WHAT TO PRODUCE -
Filter the records for "struct" and keep each line that has it.

Collected data entries:
· · ·
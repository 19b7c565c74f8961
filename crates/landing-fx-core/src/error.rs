//! Error types for landing-fx

use thiserror::Error;

/// Main error type for landing-fx operations
#[derive(Error, Debug)]
pub enum LandingError {
    /// An element the behavior depends on is not in the page
    #[error("Element not found: {0}")]
    MissingElement(String),

    /// The browser rejected a selector string
    #[error("Invalid selector: {0}")]
    InvalidSelector(String),

    /// Configuration JSON could not be parsed
    #[error("Configuration parse error: {0}")]
    ConfigParse(#[from] serde_json::Error),

    /// Configuration parsed but holds an unusable value
    #[error("Invalid configuration: {0}")]
    Config(String),

    /// A browser API call failed (stringified JS exception)
    #[error("Browser API error: {0}")]
    Js(String),

    /// Service worker registration was rejected by the browser
    #[error("Service worker registration failed: {0}")]
    Registration(String),

    /// Index outside the testimonial list
    #[error("Testimonial index {index} out of range (have {len})")]
    TestimonialOutOfRange { index: usize, len: usize },
}

/// Result type alias using LandingError
pub type LandingResult<T> = Result<T, LandingError>;
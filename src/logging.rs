//! Browser console logging.
//!
//! Installs a `tracing` subscriber whose only layer is the core
//! [`ConsoleLayer`], writing to `console.error/warn/info/debug`.

use landing_fx_core::logging::{ConsoleLayer, LineSink};
use tracing::Level;
use tracing_subscriber::prelude::*;
use wasm_bindgen::JsValue;
use web_sys::console;

/// Routes rendered lines to the matching `console` method.
pub struct BrowserConsole;

impl LineSink for BrowserConsole {
    fn emit(&self, level: Level, line: &str) {
        let line = JsValue::from_str(line);
        match level {
            Level::ERROR => console::error_1(&line),
            Level::WARN => console::warn_1(&line),
            Level::INFO => console::info_1(&line),
            _ => console::debug_1(&line),
        }
    }
}

/// Install the console subscriber. Later calls are ignored.
pub fn init(max_level: Level) {
    let subscriber =
        tracing_subscriber::registry().with(ConsoleLayer::new(BrowserConsole, max_level));
    if tracing::subscriber::set_global_default(subscriber).is_err() {
        tracing::debug!("Console logging already installed");
    }
}
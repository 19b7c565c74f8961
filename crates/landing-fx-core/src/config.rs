//! Page configuration.
//!
//! All selectors, thresholds and timings the behaviors use. Every field has a
//! default matching the stock landing page markup, so an empty JSON object
//! (or no configuration at all) gives the reference behavior.
//!
//! ```
//! use landing_fx_core::LandingConfig;
//!
//! let config = LandingConfig::from_json(r#"{ "header": { "hide_after": 320 } }"#).unwrap();
//! assert_eq!(config.header.hide_after, 320.0);
//! assert_eq!(config.header.scrolled_after, 100.0);
//! ```

use std::str::FromStr;

use serde::{Deserialize, Serialize};
use tracing::Level;

use crate::error::{LandingError, LandingResult};
use crate::testimonial::Testimonial;

/// Top-level configuration for a mounted page.
#[derive(Debug, Clone, PartialEq, Serialize, Deserialize)]
#[serde(default, deny_unknown_fields)]
pub struct LandingConfig {
    /// DOM contract
    pub selectors: Selectors,
    /// Header marker thresholds
    pub header: HeaderConfig,
    /// Minimum spacing between scroll handler runs, in ms (0 = every event)
    pub scroll_throttle_ms: u32,
    /// Visibility animator observer options
    pub reveal: RevealConfig,
    /// Testimonial records and timings
    pub testimonials: TestimonialConfig,
    /// Hero content offset per unit of scroll
    pub parallax_speed: f64,
    /// Lifetime of a ripple overlay, in ms
    pub ripple_ms: u32,
    /// Text of the contact line shown in the mobile overlay
    pub contact_line: Option<String>,
    /// Service worker script path (`null` disables registration)
    pub service_worker: Option<String>,
    /// Image URLs fetched at mount to warm the cache
    pub preload_images: Vec<String>,
    /// Maximum console log level (trace, debug, info, warn, error)
    pub log_level: String,
}

impl Default for LandingConfig {
    fn default() -> Self {
        Self {
            selectors: Selectors::default(),
            header: HeaderConfig::default(),
            scroll_throttle_ms: 16,
            reveal: RevealConfig::default(),
            testimonials: TestimonialConfig::default(),
            parallax_speed: 0.5,
            ripple_ms: 600,
            contact_line: None,
            service_worker: Some("/sw.js".to_string()),
            preload_images: Vec::new(),
            log_level: "info".to_string(),
        }
    }
}

impl LandingConfig {
    /// Parse and validate a JSON configuration document.
    pub fn from_json(json: &str) -> LandingResult<Self> {
        let config: Self = serde_json::from_str(json)?;
        config.validate()?;
        Ok(config)
    }

    /// Check value ranges serde cannot express.
    pub fn validate(&self) -> LandingResult<()> {
        check_non_negative("header.scrolled_after", self.header.scrolled_after)?;
        check_non_negative("header.hide_after", self.header.hide_after)?;
        check_non_negative("parallax_speed", self.parallax_speed)?;

        if !(0.0..=1.0).contains(&self.reveal.threshold) {
            return Err(LandingError::Config(format!(
                "reveal.threshold must be within [0, 1], got {}",
                self.reveal.threshold
            )));
        }
        if self.testimonials.interval_ms == 0 {
            return Err(LandingError::Config(
                "testimonials.interval_ms must be greater than zero".to_string(),
            ));
        }
        if let Some(path) = &self.service_worker {
            if path.trim().is_empty() {
                return Err(LandingError::Config(
                    "service_worker path is empty".to_string(),
                ));
            }
        }
        self.max_level()?;
        Ok(())
    }

    /// The configured log level as a `tracing` level.
    pub fn max_level(&self) -> LandingResult<Level> {
        Level::from_str(&self.log_level)
            .map_err(|_| LandingError::Config(format!("unknown log level: {}", self.log_level)))
    }
}

fn check_non_negative(field: &str, value: f64) -> LandingResult<()> {
    if value.is_finite() && value >= 0.0 {
        Ok(())
    } else {
        Err(LandingError::Config(format!(
            "{field} must be a finite non-negative number, got {value}"
        )))
    }
}

/// CSS selectors for every element the behaviors query.
#[derive(Debug, Clone, PartialEq, Serialize, Deserialize)]
#[serde(default, deny_unknown_fields)]
pub struct Selectors {
    pub nav_toggle: String,
    pub nav_menu: String,
    pub nav_actions: String,
    pub nav_logo: String,
    /// Logo sub-element left out of the overlay's logo clone
    pub logo_omit: String,
    pub header: String,
    pub anchors: String,
    pub reveal: String,
    pub pagination_dots: String,
    pub testimonial_content: String,
    pub testimonial_quote: String,
    pub testimonial_author: String,
    pub testimonial_title: String,
    pub hero: String,
    pub hero_content: String,
    pub buttons: String,
    pub forms: String,
    pub lazy_images: String,
    /// Attribute holding the real image location
    pub lazy_source_attr: String,
}

impl Default for Selectors {
    fn default() -> Self {
        Self {
            nav_toggle: ".nav__toggle".into(),
            nav_menu: ".nav__menu".into(),
            nav_actions: ".nav__actions".into(),
            nav_logo: ".nav__logo".into(),
            logo_omit: ".mail__box".into(),
            header: ".header".into(),
            anchors: "a[href^=\"#\"]".into(),
            reveal: ".feature, .landing-page, .testimonial__content".into(),
            pagination_dots: ".pagination-dot".into(),
            testimonial_content: ".testimonial__content".into(),
            testimonial_quote: ".testimonial__quote".into(),
            testimonial_author: ".testimonial__author strong".into(),
            testimonial_title: ".testimonial__author span".into(),
            hero: ".hero".into(),
            hero_content: ".hero__content".into(),
            buttons: ".btn".into(),
            forms: "form".into(),
            lazy_images: "img[data-src]".into(),
            lazy_source_attr: "data-src".into(),
        }
    }
}

/// Scroll offsets at which the header markers switch.
#[derive(Debug, Clone, PartialEq, Serialize, Deserialize)]
#[serde(default, deny_unknown_fields)]
pub struct HeaderConfig {
    /// `header--scrolled` from this offset on
    pub scrolled_after: f64,
    /// `header--hidden` while scrolling down past this offset
    pub hide_after: f64,
}

impl Default for HeaderConfig {
    fn default() -> Self {
        Self {
            scrolled_after: 100.0,
            hide_after: 200.0,
        }
    }
}

/// Intersection observer options for the visibility animator.
#[derive(Debug, Clone, PartialEq, Serialize, Deserialize)]
#[serde(default, deny_unknown_fields)]
pub struct RevealConfig {
    pub threshold: f64,
    pub root_margin: String,
}

impl Default for RevealConfig {
    fn default() -> Self {
        Self {
            threshold: 0.1,
            root_margin: "0px 0px -50px 0px".into(),
        }
    }
}

/// Testimonial records and carousel timings.
#[derive(Debug, Clone, PartialEq, Serialize, Deserialize)]
#[serde(default, deny_unknown_fields)]
pub struct TestimonialConfig {
    pub records: Vec<Testimonial>,
    /// Auto-advance period
    pub interval_ms: u32,
    /// Delay between fading out and writing the new slide
    pub fade_ms: u32,
    /// Container opacity while the slide is swapped
    pub faded_opacity: String,
}

impl Default for TestimonialConfig {
    fn default() -> Self {
        Self {
            records: Testimonial::defaults(),
            interval_ms: 5000,
            fade_ms: 200,
            faded_opacity: "0.5".into(),
        }
    }
}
· · ·
EXERCISE ANSWER -
pub struct BrowserConsole;
pub struct LandingConfig {
pub struct Selectors {
pub struct HeaderConfig {
pub struct RevealConfig {
pub struct TestimonialConfig {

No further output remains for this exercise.